The 20th century is when pre-modern British painting came flooding into American collections, dominated in the 1910s and 1920s by Henry P. Huntington and from the 1960s on by Paul Mellon, benefactor of the Yale Center. That the so-called American Century would define itself partly by amassing the accouterments of British nobility isn’t exactly surprising. To the victor go the spoils. The exhibition catalog also notes a sharp turn-of-the-century rise in American heiresses marrying titled Brits, led by the wedding of the duke of Marlborough to the daughter of railroad magnate William Vanderbilt. Paintings provided ancestral foundation.
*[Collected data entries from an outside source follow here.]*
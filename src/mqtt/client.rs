use std::time::Duration;

use rumqttc::{AsyncClient, Event, EventLoop, Incoming, MqttOptions, QoS};
use tokio::sync::mpsc;
use tracing::{error, info, warn};

use crate::config::Config;

use super::MqttMessage;

/// Room for a full resync of every device without blocking publishers.
const REQUEST_CAPACITY: usize = 1000;

pub struct MqttClient {
    client: AsyncClient,
    eventloop: EventLoop,
    subscriptions: Vec<String>,
    bridge_status_topic: String,
}

impl MqttClient {
    pub fn new(config: &Config) -> Self {
        let mut mqttopts = MqttOptions::new(
            &config.mqtt.client_id,
            &config.mqtt.broker_host,
            config.mqtt.broker_port,
        );
        mqttopts.set_keep_alive(Duration::from_secs(30));

        if let (Some(user), Some(pass)) = (&config.mqtt.username, &config.mqtt.password) {
            mqttopts.set_credentials(user, pass);
        }

        let bridge_status_topic = config.bridge_status_topic();
        mqttopts.set_last_will(rumqttc::LastWill::new(
            &bridge_status_topic,
            "offline".as_bytes().to_vec(),
            QoS::AtLeastOnce,
            true,
        ));

        let (client, eventloop) = AsyncClient::new(mqttopts, REQUEST_CAPACITY);

        let mut subscriptions = vec![
            format!("{}/#", config.mqtt.topic_prefix),
            config.mqtt.status_topic.clone(),
        ];
        if config.mqtt.status_topic != "hass/status" {
            subscriptions.push("hass/status".to_string());
        }

        Self {
            client,
            eventloop,
            subscriptions,
            bridge_status_topic,
        }
    }

    /// A cloneable handle for publishing.
    pub fn handle(&self) -> AsyncClient {
        self.client.clone()
    }

    /// Drive the connection. Subscribes on every (re)connect and forwards
    /// incoming publishes through `message_tx`.
    pub async fn run(mut self, message_tx: mpsc::Sender<MqttMessage>) {
        loop {
            match self.eventloop.poll().await {
                Ok(Event::Incoming(Incoming::ConnAck(_))) => {
                    info!("Connection established to MQTT server");

                    if let Err(e) = self
                        .client
                        .publish(&self.bridge_status_topic, QoS::AtLeastOnce, true, "online")
                        .await
                    {
                        error!("Failed to publish bridge status: {}", e);
                    }

                    for topic in &self.subscriptions {
                        if let Err(e) = self.client.subscribe(topic, QoS::AtLeastOnce).await {
                            error!("Failed to subscribe to {}: {}", topic, e);
                        }
                    }
                }
                Ok(Event::Incoming(Incoming::Publish(publish))) => {
                    let msg = MqttMessage {
                        topic: publish.topic.clone(),
                        payload: String::from_utf8_lossy(&publish.payload).to_string(),
                    };
                    if message_tx.send(msg).await.is_err() {
                        warn!("Message channel closed");
                        return;
                    }
                }
                Ok(_) => {}
                Err(e) => {
                    error!("MQTT connection error: {}. Reconnecting...", e);
                    tokio::time::sleep(Duration::from_secs(5)).await;
                }
            }
        }
    }
}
Huntington’s taste went to full-length portraits from the British Golden Age. When he bought Thomas Gainsborough’s “The Blue Boy” (1770) in 1921 for the headline-making sum of $728,000--that’s more than $7 million in today’s currency, adjusted for inflation--it immediately became the most famous British painting in America. (It still is.) Together with “Pinkie” (1794), Thomas Lawrence’s rather sticky confection, the picture has been moved from its long-standing position of honor in the center of the Huntington’s main gallery to the current exhibition--a rare opportunity to examine the famous figure almost toe to toe. The paint handling is amazing, from the brooding sky in the distance to the silver lace at the young dandy’s throat.

In the show, “The Blue Boy” is in the company of other exceptional portrait examples by Gainsborough, as well as by Lawrence, Joshua Reynolds, George Romney, Henry Raeburn and Gilbert Stuart, the American expatriate. (Stuart employed a symphony of gray tonalities to render his thoroughly un-British portrayal of William Grant, who is casually engaged in the informal pastime of ice skating.) The assembly is revealing. Two conventional observations are often made about the cultural history of Britain. One is that literary and theatrical narrative has been dominant--Shakespeare, Milton, et al--far surpassing the static imagery of visual art. The other is that, from Van Dyck onward, the essential genius of British portraiture has been found in its bravura handling of paint. In the show, these two conventions come crashing together.

The painterly brilliance of Blue Boy’s satin tunic or Pinkie’s gossamer dress, the creamy skin of Reynolds’ women and William Hogarth’s grinning children, the florid display of Queen Henrietta Maria and all the rest become effusive visual evidence of artistic performance. “The Blue Boy” is a portrait of Jonathan Buttall, 16-year-old son of a wealthy ironmonger, and he’s dressed in luxurious costume from an earlier century, like an actor playing a role. Yet, a complementary narrative also unfolds in the showy brushwork, where painting is cast as a riveting theatrical display.

The presentation of sumptuous material like satin and fur was obviously intended for the satisfaction of the aristocratic patron (and, later, to the satisfaction of American collectors). But painting per se is also an integral part of the show the artist puts on. Artists are performing for their public, and brushwork is the drama’s tracery. Think of the performance as “action painting” in the Grand Manner--painting as show biz.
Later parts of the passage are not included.